Directions for this task:
Please count the lines below that hold the word "struct" and give the count without any other text.

Input data:
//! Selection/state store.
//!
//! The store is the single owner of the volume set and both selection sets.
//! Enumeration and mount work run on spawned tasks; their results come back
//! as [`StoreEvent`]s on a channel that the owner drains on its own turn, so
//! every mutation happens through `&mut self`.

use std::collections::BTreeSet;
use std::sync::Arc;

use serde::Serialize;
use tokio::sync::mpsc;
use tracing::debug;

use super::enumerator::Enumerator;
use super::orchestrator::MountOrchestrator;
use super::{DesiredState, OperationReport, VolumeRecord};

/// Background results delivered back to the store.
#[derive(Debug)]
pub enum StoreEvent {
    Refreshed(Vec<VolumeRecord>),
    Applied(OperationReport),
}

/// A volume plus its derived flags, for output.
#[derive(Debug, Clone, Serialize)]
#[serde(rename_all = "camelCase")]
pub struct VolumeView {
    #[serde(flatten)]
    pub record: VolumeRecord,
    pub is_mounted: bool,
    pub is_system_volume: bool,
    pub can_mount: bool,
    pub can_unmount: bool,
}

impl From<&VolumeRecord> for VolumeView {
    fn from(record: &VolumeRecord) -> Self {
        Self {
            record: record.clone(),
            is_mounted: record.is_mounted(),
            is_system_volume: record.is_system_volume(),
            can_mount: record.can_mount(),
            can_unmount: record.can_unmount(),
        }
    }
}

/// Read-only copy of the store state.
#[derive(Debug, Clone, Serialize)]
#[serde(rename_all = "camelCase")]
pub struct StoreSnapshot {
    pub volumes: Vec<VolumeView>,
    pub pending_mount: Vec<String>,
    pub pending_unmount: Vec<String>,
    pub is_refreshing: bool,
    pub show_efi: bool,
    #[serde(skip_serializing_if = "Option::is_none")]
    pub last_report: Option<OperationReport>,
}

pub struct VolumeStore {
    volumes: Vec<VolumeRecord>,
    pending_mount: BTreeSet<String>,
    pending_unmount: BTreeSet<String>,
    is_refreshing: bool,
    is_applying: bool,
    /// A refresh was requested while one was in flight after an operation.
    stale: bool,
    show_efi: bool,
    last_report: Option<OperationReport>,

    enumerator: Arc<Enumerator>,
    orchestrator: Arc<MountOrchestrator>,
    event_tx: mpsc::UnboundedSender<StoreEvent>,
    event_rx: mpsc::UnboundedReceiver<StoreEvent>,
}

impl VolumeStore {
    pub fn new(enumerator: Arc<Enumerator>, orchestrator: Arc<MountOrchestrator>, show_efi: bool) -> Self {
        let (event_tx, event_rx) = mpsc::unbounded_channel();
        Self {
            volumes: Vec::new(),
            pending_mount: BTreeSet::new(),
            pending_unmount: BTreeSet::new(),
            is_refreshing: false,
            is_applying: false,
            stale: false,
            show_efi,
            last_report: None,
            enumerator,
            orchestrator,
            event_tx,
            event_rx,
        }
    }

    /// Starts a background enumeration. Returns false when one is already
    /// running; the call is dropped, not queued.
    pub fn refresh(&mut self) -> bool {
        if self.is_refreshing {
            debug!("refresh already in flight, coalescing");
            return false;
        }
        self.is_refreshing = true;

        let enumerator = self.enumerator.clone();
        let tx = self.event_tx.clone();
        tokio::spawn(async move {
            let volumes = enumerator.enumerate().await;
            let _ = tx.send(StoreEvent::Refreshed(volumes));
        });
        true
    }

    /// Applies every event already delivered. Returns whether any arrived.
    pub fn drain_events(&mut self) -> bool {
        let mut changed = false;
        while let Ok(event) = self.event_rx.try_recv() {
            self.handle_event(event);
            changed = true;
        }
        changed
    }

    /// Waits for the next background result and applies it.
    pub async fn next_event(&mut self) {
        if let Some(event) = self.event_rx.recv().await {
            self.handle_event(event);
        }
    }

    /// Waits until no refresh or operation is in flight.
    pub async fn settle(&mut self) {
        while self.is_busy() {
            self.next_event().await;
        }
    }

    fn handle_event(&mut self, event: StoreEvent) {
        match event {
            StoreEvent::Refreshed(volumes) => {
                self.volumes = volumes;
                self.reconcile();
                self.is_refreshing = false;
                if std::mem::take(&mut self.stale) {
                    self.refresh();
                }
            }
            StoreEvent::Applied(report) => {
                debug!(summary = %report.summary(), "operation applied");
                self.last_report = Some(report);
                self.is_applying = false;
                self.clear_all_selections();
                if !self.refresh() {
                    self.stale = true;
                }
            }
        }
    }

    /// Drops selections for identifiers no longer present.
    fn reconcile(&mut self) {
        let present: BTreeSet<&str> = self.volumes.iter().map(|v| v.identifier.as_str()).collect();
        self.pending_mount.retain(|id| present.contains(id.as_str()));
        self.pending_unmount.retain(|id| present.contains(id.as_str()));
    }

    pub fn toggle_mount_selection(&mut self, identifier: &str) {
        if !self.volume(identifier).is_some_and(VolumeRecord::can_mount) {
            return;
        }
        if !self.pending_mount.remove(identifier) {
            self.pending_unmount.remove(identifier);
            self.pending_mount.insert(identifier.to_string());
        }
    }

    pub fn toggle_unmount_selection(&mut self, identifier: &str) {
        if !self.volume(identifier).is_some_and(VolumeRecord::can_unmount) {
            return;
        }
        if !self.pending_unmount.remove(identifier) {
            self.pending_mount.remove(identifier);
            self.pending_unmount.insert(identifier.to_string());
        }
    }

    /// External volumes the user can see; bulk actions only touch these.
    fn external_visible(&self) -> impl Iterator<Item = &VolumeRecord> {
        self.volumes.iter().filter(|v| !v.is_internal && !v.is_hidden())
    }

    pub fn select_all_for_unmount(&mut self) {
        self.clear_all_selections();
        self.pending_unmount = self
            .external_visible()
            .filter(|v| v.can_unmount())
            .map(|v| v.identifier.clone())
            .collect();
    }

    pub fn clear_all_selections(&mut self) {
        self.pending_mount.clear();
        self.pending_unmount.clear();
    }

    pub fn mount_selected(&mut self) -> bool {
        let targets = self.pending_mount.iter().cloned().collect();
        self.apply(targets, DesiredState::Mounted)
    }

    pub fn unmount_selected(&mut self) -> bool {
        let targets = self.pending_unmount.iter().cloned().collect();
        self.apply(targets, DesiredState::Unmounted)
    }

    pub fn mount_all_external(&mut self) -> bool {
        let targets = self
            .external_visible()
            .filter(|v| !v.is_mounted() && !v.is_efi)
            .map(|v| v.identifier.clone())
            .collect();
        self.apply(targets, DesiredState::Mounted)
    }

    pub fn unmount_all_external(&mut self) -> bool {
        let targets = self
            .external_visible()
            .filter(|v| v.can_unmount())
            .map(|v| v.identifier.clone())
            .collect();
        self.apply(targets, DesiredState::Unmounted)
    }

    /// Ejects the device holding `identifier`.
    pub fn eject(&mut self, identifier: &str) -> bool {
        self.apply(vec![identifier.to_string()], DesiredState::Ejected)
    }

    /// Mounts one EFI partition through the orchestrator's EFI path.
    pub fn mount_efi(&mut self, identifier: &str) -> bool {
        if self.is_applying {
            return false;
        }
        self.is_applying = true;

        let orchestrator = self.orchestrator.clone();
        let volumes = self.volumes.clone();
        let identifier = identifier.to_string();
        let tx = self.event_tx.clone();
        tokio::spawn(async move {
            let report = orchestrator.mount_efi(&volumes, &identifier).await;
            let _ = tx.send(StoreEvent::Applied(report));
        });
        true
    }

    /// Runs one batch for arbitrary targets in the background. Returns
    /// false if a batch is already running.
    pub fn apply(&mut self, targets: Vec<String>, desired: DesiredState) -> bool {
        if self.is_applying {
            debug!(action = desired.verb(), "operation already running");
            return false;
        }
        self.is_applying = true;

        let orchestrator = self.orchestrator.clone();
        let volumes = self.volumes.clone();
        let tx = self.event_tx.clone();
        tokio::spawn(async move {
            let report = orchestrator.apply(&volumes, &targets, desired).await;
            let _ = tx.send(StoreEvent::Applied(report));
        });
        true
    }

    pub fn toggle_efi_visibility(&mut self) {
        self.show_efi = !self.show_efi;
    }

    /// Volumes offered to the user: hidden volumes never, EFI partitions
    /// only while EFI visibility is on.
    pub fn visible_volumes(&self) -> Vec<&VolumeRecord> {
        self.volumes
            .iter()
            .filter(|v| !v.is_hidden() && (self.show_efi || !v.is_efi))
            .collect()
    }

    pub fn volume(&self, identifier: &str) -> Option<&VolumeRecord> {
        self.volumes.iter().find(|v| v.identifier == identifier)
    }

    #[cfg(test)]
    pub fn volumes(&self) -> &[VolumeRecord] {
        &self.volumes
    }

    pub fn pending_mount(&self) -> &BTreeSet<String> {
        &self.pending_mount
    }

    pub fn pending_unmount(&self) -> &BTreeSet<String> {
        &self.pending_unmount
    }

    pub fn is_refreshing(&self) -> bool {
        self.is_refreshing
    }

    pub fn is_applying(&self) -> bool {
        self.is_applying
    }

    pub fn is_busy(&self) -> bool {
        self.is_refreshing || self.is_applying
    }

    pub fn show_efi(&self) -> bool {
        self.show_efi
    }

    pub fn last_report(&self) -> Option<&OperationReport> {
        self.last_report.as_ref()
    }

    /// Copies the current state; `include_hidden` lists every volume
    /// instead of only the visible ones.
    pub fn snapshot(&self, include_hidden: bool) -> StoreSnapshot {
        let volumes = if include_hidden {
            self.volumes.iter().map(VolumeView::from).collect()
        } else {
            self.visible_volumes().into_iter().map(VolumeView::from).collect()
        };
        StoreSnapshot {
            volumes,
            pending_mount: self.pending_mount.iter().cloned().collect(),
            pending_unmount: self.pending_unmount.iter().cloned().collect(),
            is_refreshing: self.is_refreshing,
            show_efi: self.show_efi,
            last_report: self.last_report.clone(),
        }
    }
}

Result:
3